I mean, the one that always comes to mind for me is, you know, if we just changed our driving laws just slightly, I mean, just to slightly inconvenience ourselves, that we made the speed limit 10 miles an hour lower on every street in the nation.
I mean, speaking of America here, where we have 40,000 traffic deaths a year, reliably, and I don't know how many people are maimed, but 40,000 people are killed outright based on how badly we drive.
If we just reduce the speed limit by, let's say, 10 miles an hour, we would save thousands of lives.
I think there's no question of that.
And it's just the only real consequence, I mean, I'm sure you could, maybe a few people would be inconvenienced in a way that might prove fatal, but it certainly wouldn't, it would be massively offset by the number of lives saved.
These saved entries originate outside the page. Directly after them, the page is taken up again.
//! The ingredient-line grammar.
//!
//! Rules are plain data (see `Rule` in `lib.rs`) declared with the macros in
//! `macros.rs` and grouped by concern. Nothing here matches text by itself:
//! [`get`] hands the full rule list to `engine::compile_grammar`, which
//! resolves the rule references into an index-addressed registry.
//!
//! Declaration order inside every ordered choice is significant and must not
//! be rearranged.

pub(crate) mod amount;
pub(crate) mod ingredient;
pub(crate) mod lookup;
pub(crate) mod predicates;
pub(crate) mod units;

#[cfg(test)]
mod tests;

use crate::Rule;

/// Rule every parse starts from.
pub(crate) const START_RULE: &str = "ingredient_addition";

/// All rules of the ingredient-line grammar.
pub(crate) fn get() -> Vec<Rule> {
    let mut rules = ingredient::rules();
    rules.extend(amount::rules());
    rules.extend(units::rules());
    rules
}
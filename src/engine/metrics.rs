//! Engine run metrics.
//!
//! Collected on every run (they are a handful of counters), surfaced only by
//! the verbose API and the CLI report.

use std::time::Duration;

/// Counters and timing for one matcher run.
#[derive(Debug, Default, Clone, Copy, PartialEq, Eq)]
pub struct MatchMetrics {
    /// Elapsed time building the parse tree.
    pub duration: Duration,
    /// Named-rule invocations attempted, successful or not.
    pub rule_attempts: usize,
    /// Nodes in the final tree.
    pub nodes: usize,
    /// Deepest rule nesting reached.
    pub deepest: usize,
    /// Bytes consumed by the start rule.
    pub consumed: usize,
}

#[derive(Debug, Default, Clone, PartialEq, Eq)]
pub struct RunMetrics {
    /// Total elapsed time for the run.
    pub total: Duration,
    pub matching: MatchMetrics,
    /// Time spent in the evaluator.
    pub evaluation: Duration,
    /// The input exceeded `max_input_len` and was not matched.
    pub over_limit: bool,
}
//! Error types.
//!
//! Ordinary input never produces an error: every string matches the grammar
//! and degrades to an empty quantity list at worst. The errors below indicate
//! defects in the rule set or lookup tables.

use thiserror::Error;

/// Construction-time failure while compiling a rule registry.
#[derive(Debug, Clone, PartialEq, Eq, Error)]
pub enum GrammarError {
    /// A rule body refers to a rule name that is not defined.
    #[error("rule `{rule}` references undefined rule `{reference}`")]
    UndefinedRule { rule: &'static str, reference: &'static str },

    /// Two rules share the same name.
    #[error("rule `{0}` is defined more than once")]
    DuplicateRule(&'static str),

    /// The rule parsing starts from is not defined.
    #[error("start rule `{0}` is not defined")]
    MissingStartRule(&'static str),
}

/// Run-time inconsistency between the grammar and the evaluator's tables.
#[derive(Debug, Clone, PartialEq, Eq, Error)]
pub enum EvalError {
    #[error("written number `{0}` has no value in the number table")]
    UnknownWrittenNumber(String),

    #[error("fraction glyph `{0}` has no value in the fraction table")]
    UnknownFractionGlyph(String),

    #[error("rule `{0}` does not name a known unit")]
    UnknownUnit(&'static str),

    #[error("rule `{rule}` matched `{text}`, which is not a number")]
    InvalidNumber { rule: &'static str, text: String },

    #[error("rule `{rule}` is missing its `{operand}` operand")]
    MissingOperand { rule: &'static str, operand: &'static str },

    #[error("rule `{0}` produced no value")]
    NoValue(&'static str),

    /// The start rule did not match; the catch-all should make this impossible.
    #[error("start rule `{0}` did not match the input")]
    Unmatched(&'static str),
}

/// Any failure surfaced by the public API.
#[derive(Debug, Clone, PartialEq, Eq, Error)]
pub enum Error {
    #[error(transparent)]
    Grammar(#[from] GrammarError),

    #[error(transparent)]
    Eval(#[from] EvalError),
}
use crate::services::object_store::StoreError;
use crate::services::tracker::TrackerError;
use thiserror::Error;

/// Error taxonomy for one indexing run.
///
/// Everything that goes wrong after setup funnels into this enum, and its
/// display string is what gets posted as the failure comment on the
/// originating ticket, so the messages carry the offending key or call.
#[derive(Debug, Error)]
pub enum IndexError {
    /// Missing or invalid settings, raised before any remote call is made.
    #[error("configuration error: {0}")]
    Configuration(String),

    /// The advisory lease for the version is missing or could not be checked.
    #[error("precondition failed: {0}")]
    PreconditionFailed(String),

    /// A storage or tracker call did not succeed.
    #[error("remote call failed: {0}")]
    RemoteCallFailed(String),

    /// An existing remote object does not have the expected shape.
    #[error("malformed state at `{key}`: {reason}")]
    MalformedState { key: String, reason: String },
}

impl IndexError {
    /// Shortcut for a MalformedState at a given key.
    pub fn malformed(key: impl Into<String>, reason: impl Into<String>) -> Self {
        Self::MalformedState {
            key: key.into(),
            reason: reason.into(),
        }
    }
}

impl From<StoreError> for IndexError {
    fn from(err: StoreError) -> Self {
        Self::RemoteCallFailed(err.to_string())
    }
}

impl From<TrackerError> for IndexError {
    fn from(err: TrackerError) -> Self {
        Self::RemoteCallFailed(err.to_string())
    }
}
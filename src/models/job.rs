//! Parameters of a single indexing job.

use anyhow::Context;
use serde::{Deserialize, Serialize};
use std::path::Path;

/// Input handed to the indexer by the upload pipeline, read from a JSON file.
#[derive(Debug, Clone, Serialize, Deserialize)]
pub struct JobParams {
    /// Project the uploaded version belongs to.
    pub project: String,
    /// Version identifier that just finished uploading.
    pub version: String,
    /// Upload completion time in epoch milliseconds.
    pub timestamp: i64,
    /// Replace the project permissions document even if one already exists.
    #[serde(default)]
    pub overwrite_permissions: bool,
    /// Permissions document to store for the project.
    pub permissions: serde_json::Value,
}

impl JobParams {
    /// Reads and parses the job parameters file.
    pub fn from_file(path: &Path) -> anyhow::Result<Self> {
        let raw = std::fs::read(path)
            .with_context(|| format!("reading job parameters from {}", path.display()))?;
        let params = serde_json::from_slice(&raw)
            .with_context(|| format!("parsing job parameters from {}", path.display()))?;
        Ok(params)
    }
}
The real consequence would be that it would be less fun to drive, right?
Or we could actually, I mean, even to make it more inscrutable still, we could put governors on all of our cars that, you know, so for whatever car, you know, from a Ferrari on down could never exceed the speed limit, right?
You could drive however you wanted, but you could just never drive faster than the speed limit.
That's technologically feasible.
No one would want that, no matter how many lives it would save, because it would be less fun to drive somehow.
We want to somehow carve out the possibility of driving faster than the speed limit, at least sometimes.
And yet when you talk about that body count, nobody moves from that point to the obvious conclusion that we're all moral monsters for so callously imperiling the lives of everyone, including our own, really.
I mean, there's no identifiable victim in advance.
That's part of the problem, I think.
But I mean, there's thousands of people, 40,000 people are guaranteed to die this year in America based on the status quo.
How is this acceptable and how are we not monstrously unethical for accepting it?
And somehow the sense that there's even a moral problem here evaporates before I even can get to the end of the sentence.
Yeah, so 40,000 is a lot of people.
I think there were 58,000 killed in the whole of the Vietnam War, right?
So that's a big figure.
And oddly, in London, in much of London now, they've reduced the speed limit to 20 miles an hour.